**Work item**
Within the entries below, every line containing "TherapistScheduleConfig" is to be copied.

[Extracted records]
Content starts
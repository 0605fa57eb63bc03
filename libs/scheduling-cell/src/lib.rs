//! Appointment scheduling for a therapy practice.
//!
//! [`services::availability`] turns a therapist's weekly working hours, session
//! length, buffer and existing bookings into bookable slots.
//! [`services::booking`] books one of those slots, re-checking it against
//! storage at write time, and hands confirmations to a background task.
//! Storage sits behind [`store::SchedulingStore`].

pub mod error;
pub mod handlers;
pub mod models;
pub mod router;
pub mod services;
pub mod store;

pub use error::{BookingError, ConfigValidationError, DispatchError, StoreError};
pub use handlers::SchedulingState;
pub use models::*;
pub use router::scheduling_routes;
use std::sync::Arc;

use axum::{
    extract::{Path, Query, State},
    http::StatusCode,
    Json,
};
use axum_extra::TypedHeader;
use chrono::{Duration, Utc};
use headers::{authorization::Bearer, Authorization};
use serde_json::{json, Value};
use tracing::info;
use uuid::Uuid;

use shared_config::AppConfig;
use shared_models::error::AppError;
use shared_utils::extractor::{require_staff, resolve_optional_user};

use crate::models::{
    AvailabilityQuery, BookingContext, CancelBookingRequest, CancelledBy, CreateBookingRequest,
    ReminderQuery, TherapistScheduleConfig,
};
use crate::services::{AvailabilityService, BookingService, ScheduleService};

const DEFAULT_REMINDER_HOURS: u32 = 24;

/// Everything the scheduling routes need, built once by the entry point.
pub struct SchedulingState {
    pub config: Arc<AppConfig>,
    pub availability: AvailabilityService,
    pub bookings: BookingService,
    pub schedules: ScheduleService,
}

type Auth = Option<TypedHeader<Authorization<Bearer>>>;

// ==============================================================================
// PUBLIC HANDLERS
// ==============================================================================

#[axum::debug_handler]
pub async fn get_availability(
    State(state): State<Arc<SchedulingState>>,
    Query(query): Query<AvailabilityQuery>,
) -> Result<Json<Value>, AppError> {
    let response = state.availability.get_available_slots(&query, Utc::now()).await?;
    Ok(Json(json!(response)))
}

#[axum::debug_handler]
pub async fn create_booking(
    State(state): State<Arc<SchedulingState>>,
    auth: Auth,
    Json(request): Json<CreateBookingRequest>,
) -> Result<(StatusCode, Json<Value>), AppError> {
    let context = match resolve_optional_user(auth.as_ref(), &state.config.supabase_jwt_secret)? {
        Some(user) => BookingContext {
            client_id: user.has_role("client").then(|| user.id.clone()),
            created_by: user.id,
        },
        None => BookingContext::anonymous(),
    };

    let created = state.bookings.create_booking(request, context, Utc::now()).await?;
    let confirmation = created.confirmation();

    // Notifications keep running after the response is sent.
    drop(created.dispatch);

    Ok((StatusCode::CREATED, Json(json!(confirmation))))
}

#[axum::debug_handler]
pub async fn get_booking(
    State(state): State<Arc<SchedulingState>>,
    Path(reference): Path<String>,
) -> Result<Json<Value>, AppError> {
    let booking = state.bookings.get_booking(&reference).await?;
    Ok(Json(json!(booking)))
}

/// Anonymous callers cancel as the client; staff may say who asked.
#[axum::debug_handler]
pub async fn cancel_booking(
    State(state): State<Arc<SchedulingState>>,
    Path(reference): Path<String>,
    auth: Auth,
    Json(mut request): Json<CancelBookingRequest>,
) -> Result<Json<Value>, AppError> {
    let caller = resolve_optional_user(auth.as_ref(), &state.config.supabase_jwt_secret)?;
    if !caller.as_ref().is_some_and(|user| user.is_staff()) {
        request.cancelled_by = CancelledBy::Client;
    }

    let booking = state.bookings.cancel_booking(&reference, request, Utc::now()).await?;
    Ok(Json(json!(booking)))
}

#[axum::debug_handler]
pub async fn get_therapist(
    State(state): State<Arc<SchedulingState>>,
    Path(therapist_id): Path<Uuid>,
) -> Result<Json<Value>, AppError> {
    let therapist = state.schedules.get_therapist(therapist_id).await?;
    Ok(Json(json!(therapist)))
}

#[axum::debug_handler]
pub async fn get_schedule(
    State(state): State<Arc<SchedulingState>>,
    Path(therapist_id): Path<Uuid>,
) -> Result<Json<Value>, AppError> {
    let config = state.schedules.get_schedule(therapist_id).await?;
    Ok(Json(json!(config)))
}

// ==============================================================================
// STAFF HANDLERS
// ==============================================================================

#[axum::debug_handler]
pub async fn update_schedule(
    State(state): State<Arc<SchedulingState>>,
    Path(therapist_id): Path<Uuid>,
    auth: Auth,
    Json(config): Json<TherapistScheduleConfig>,
) -> Result<Json<Value>, AppError> {
    let user = require_staff(auth.as_ref(), &state.config.supabase_jwt_secret)?;
    info!("User {} updating schedule of therapist {}", user.id, therapist_id);

    let saved = state.schedules.update_schedule(therapist_id, config).await?;
    Ok(Json(json!(saved)))
}

#[axum::debug_handler]
pub async fn confirm_booking(
    State(state): State<Arc<SchedulingState>>,
    Path(reference): Path<String>,
    auth: Auth,
) -> Result<Json<Value>, AppError> {
    require_staff(auth.as_ref(), &state.config.supabase_jwt_secret)?;
    let booking = state.bookings.confirm_booking(&reference, Utc::now()).await?;
    Ok(Json(json!(booking)))
}

#[axum::debug_handler]
pub async fn complete_booking(
    State(state): State<Arc<SchedulingState>>,
    Path(reference): Path<String>,
    auth: Auth,
) -> Result<Json<Value>, AppError> {
    require_staff(auth.as_ref(), &state.config.supabase_jwt_secret)?;
    let booking = state.bookings.complete_booking(&reference, Utc::now()).await?;
    Ok(Json(json!(booking)))
}

#[axum::debug_handler]
pub async fn mark_no_show(
    State(state): State<Arc<SchedulingState>>,
    Path(reference): Path<String>,
    auth: Auth,
) -> Result<Json<Value>, AppError> {
    require_staff(auth.as_ref(), &state.config.supabase_jwt_secret)?;
    let booking = state.bookings.mark_no_show(&reference, Utc::now()).await?;
    Ok(Json(json!(booking)))
}

#[axum::debug_handler]
pub async fn get_due_reminders(
    State(state): State<Arc<SchedulingState>>,
    Query(query): Query<ReminderQuery>,
    auth: Auth,
) -> Result<Json<Value>, AppError> {
    require_staff(auth.as_ref(), &state.config.supabase_jwt_secret)?;

    let hours = query.hours_ahead.unwrap_or(DEFAULT_REMINDER_HOURS);
    let bookings = state
        .bookings
        .bookings_due_for_reminder(Utc::now(), Duration::hours(i64::from(hours)))
        .await?;

    Ok(Json(json!({
        "hours_ahead": hours,
        "count": bookings.len(),
        "bookings": bookings,
    })))
}

#[axum::debug_handler]
pub async fn mark_reminder_sent(
    State(state): State<Arc<SchedulingState>>,
    Path(reference): Path<String>,
    auth: Auth,
) -> Result<Json<Value>, AppError> {
    require_staff(auth.as_ref(), &state.config.supabase_jwt_secret)?;
    let booking = state.bookings.mark_reminder_sent(&reference, Utc::now()).await?;
    Ok(Json(json!(booking)))
}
Content ends
**Answer section**
    ReminderQuery, TherapistScheduleConfig,
    Json(config): Json<TherapistScheduleConfig>,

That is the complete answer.